Simon sat across from me and let me get a few sips in before he spoke again. “Rufus called it lēthargia. He was all about the Latin.”
“Poetic soul.” I nodded. “What did he call leth… leth-whatever?”
“The exhaustion that came after he used his,” Simon’s lips quirked up in a smile, “Grace.”
“That word is so much better.” I took a sip of my coffee. “I don’t know why you didn’t just stick with that one from the beginning.”
“The arcane business is filled with people who want to tell you what words mean. Or people who want you to believe that certain things are hard and fast rules.” He shrugged. “I was just trying to give you the flexibility to learn things for yourself without getting all messed up in someone else’s rules.”
“Because of the angels?” I sat up straighter, though I made certain not to spill the deliciousness in my hand. “Because you didn’t want me to get weird ideas about angels and all that kind of stuff?”
“Angels are real.” He spoke firmly, seriously. “In the exact same way a thousand other pieces of weirdness in this world are real.” He favored me with a smile. “Every bit as real as fairies, I ’spose.”

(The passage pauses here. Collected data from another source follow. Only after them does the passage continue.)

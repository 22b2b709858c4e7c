//! Common regex patterns for bank-slip extraction.

use lazy_static::lazy_static;
use regex::Regex;

lazy_static! {
    // Individual registration (CPF): 000.000.000-00 or 11 bare digits
    pub static ref CPF_PATTERN: Regex = Regex::new(
        r"\b\d{3}\.\d{3}\.\d{3}-\d{2}\b|\b\d{11}\b"
    ).unwrap();

    // Company registration (CNPJ): 00.000.000/0000-00 or 14 bare digits
    pub static ref CNPJ_PATTERN: Regex = Regex::new(
        r"\b\d{2}\.\d{3}\.\d{3}/\d{4}-\d{2}\b|\b\d{14}\b"
    ).unwrap();

    // Dates: DD/MM/YYYY or DD/MM/YY, also with '.' or '-'
    pub static ref DATE_DMY: Regex = Regex::new(
        r"\b([0-3]?\d)[./\-]([01]?\d)[./\-](\d{4}|\d{2})\b"
    ).unwrap();

    pub static ref DUE_DATE: Regex = Regex::new(
        r"(?i)(data de vencimento|vencimento|vencto|vcto)\D{0,20}([0-3]?\d[./\-][01]?\d[./\-](?:\d{4}|\d{2}))"
    ).unwrap();

    pub static ref ISSUE_DATE: Regex = Regex::new(
        r"(?i)(data de emiss[aã]o|emiss[aã]o)\D{0,20}([0-3]?\d[./\-][01]?\d[./\-](?:\d{4}|\d{2}))"
    ).unwrap();

    // Amounts in Brazilian format: 1.234,56 or 1234,56
    pub static ref AMOUNT_PATTERN: Regex = Regex::new(
        r"\b(?:\d{1,3}(?:\.\d{3})+|\d+),\d{2}\b"
    ).unwrap();

    pub static ref DOCUMENT_VALUE: Regex = Regex::new(
        r"(?i)(valor do documento|valor cobrado|valor a pagar|valor|total)\D{0,20}([0-9.]+,[0-9]{2})"
    ).unwrap();

    pub static ref INTEREST: Regex = Regex::new(
        r"(?i)(juros)\D{0,20}([0-9.]+,[0-9]{2})"
    ).unwrap();

    pub static ref PENALTY: Regex = Regex::new(
        r"(?i)(multa)\D{0,20}([0-9.]+,[0-9]{2})"
    ).unwrap();

    // Payment line (linha digitavel), bank format: 47 digits in 5 groups
    pub static ref PAYMENT_LINE_47: Regex = Regex::new(
        r"\b(\d{5})\.(\d{5})\s+(\d{5})\.(\d{6})\s+(\d{5})\.(\d{6})\s+(\d)\s+(\d{14})\b"
    ).unwrap();

    // Payment line, utility/tax format: 48 digits in 4 groups
    pub static ref PAYMENT_LINE_48: Regex = Regex::new(
        r"\b(\d{12})[\s.]+(\d{12})[\s.]+(\d{12})[\s.]+(\d{12})\b"
    ).unwrap();

    // Any 44-48 digit run with single separators in between
    pub static ref DIGIT_RUN: Regex = Regex::new(
        r"(?:\d[\s.\-]?){44,48}"
    ).unwrap();

    // Document number, generic label form
    pub static ref DOCUMENT_NUMBER: Regex = Regex::new(
        r"(?i)(nosso numero|numero do documento|documento)\D{0,10}([0-9A-Z/.\-]{4,})"
    ).unwrap();

    // Document number, ordered label-specific forms
    pub static ref DOCUMENT_NUMBER_LABELS: Vec<Regex> = [
        r"(?i)nosso numero\D{0,10}([0-9A-Z/.\-]{4,})",
        r"(?i)numero do documento\D{0,10}([0-9A-Z/.\-]{4,})",
        r"(?i)documento\D{0,10}([0-9A-Z/.\-]{4,})",
        r"(?i)numero da conta\D{0,10}(\d{6,})",
        r"(?i)no da conta\D{0,10}(\d{6,})",
        r"(?i)cod(?:igo)?\.?\s*debito\s*automatico\D{0,10}(\d{6,})",
        r"(?i)rps\D{0,10}([0-9A-Z/.\-]{4,})",
        r"(?i)nfs-e\D{0,10}([0-9A-Z/.\-]{4,})",
        r"(?i)fatura\D{0,10}([0-9A-Z/.\-]{4,})",
    ]
    .iter()
    .map(|p| Regex::new(p).unwrap())
    .collect();

    // Company name ending in a legal-form suffix
    pub static ref COMPANY_SUFFIX: Regex = Regex::new(
        r"(?i)\b(\w[\w\s.\-&]{3,}?\s(?:S\.?\s?A\b\.?|S/A\b|LTDA\b\.?|EIRELI\b|MEI\b|ME\b|EPP\b))"
    ).unwrap();

    // Well-known payee printed without a label
    pub static ref KNOWN_COMPANY: Regex = Regex::new(
        r"(?i)\btelefonica brasil\b"
    ).unwrap();

    // Postal code (CEP): 00000-000 or 00.000-000
    pub static ref POSTAL_CODE: Regex = Regex::new(
        r"\b(\d{2})\.?(\d{3})-(\d{3})\b"
    ).unwrap();

    // Age stated inline
    pub static ref AGE_YEARS: Regex = Regex::new(
        r"(\d{1,3})\s*anos"
    ).unwrap();

    // Years of experience, on normalized text
    pub static ref EXPERIENCE_YEARS: Regex = Regex::new(
        r"(\d{1,2})\+?\s*anos?\s*(?:de\s+)?experiencia"
    ).unwrap();

    // Phone number candidates
    pub static ref PHONE: Regex = Regex::new(
        r"\+?\(?\d[\d\s().\-]{8,18}\d"
    ).unwrap();
}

“Ah,” I gave him a slightly guilty smile. “It sounds like
you might have heard about a few of my adventures.”
“I had more’n three days to talk with your friends.” He raised an eyebrow at me.
“Three days?” I shook my head. “That’s insane.” It also explained why I felt like I was starving to death. “But they’re all okay?” The idea that we had all made it out alive seemed extraordinarily lucky.
“No.” He shook his head. “None of you are okay. I’m a little worried that none of you will ever be okay again.” He paused. “But we’ll talk about that.”
“But they were okay enough to talk to you. No one’s dead?”
“No one’s dead.” Simon leaned forward, his elbows on his knees. “We all had a chat. Abriel and I in particular had a nice long talk. She’s never been one to hide anything from me.”
“Alicia.” I looked at him. “She told you everything?”
“Abriel did.” He sighed. “You and I got a lotta fat to chew. Alicia didn’t exactly take up that token in the method I intended.”
“You intended Alicia to take it up?” I felt confused.
“I intended to be present when you took it up.” He sighed. “There were some things that should have been done differently.” He gestured at his left side, where I knew many tattoos lay beneath his flannel shirt.
“I see.” I frowned just a bit. “Is this going to be a problem?”
“I honestly don’t know,” Simon growled. “This is my fault. I should’ve told your old man exactly what I intended. Instead, as I was not around, he made assumptions. He had no way to know.”
“But she’s not in any danger?”
“Not danger exactly.” He vacillated one hand. “The lines between where ‘Alicia’ ends and ‘Abriel’ begins are pretty fuzzy.” He paused. “I need to look into it. There may be nothing to worry about at all.”
“But,” I winced, “they told you everything.”
“Oh, I ’spect each one of them missed a thing or two. But I’ve spoken with all of them now. I have the picture.”
“I see.” A flicker of worry ignited in my mind. Simon remained a man of secrets. What would it mean that I had given so many of them away to my friends?
“Anyway, after bouts of lēthargia, Rufus always gorged himself. One time I thought the man might eat an entire ham.” Simon grinned.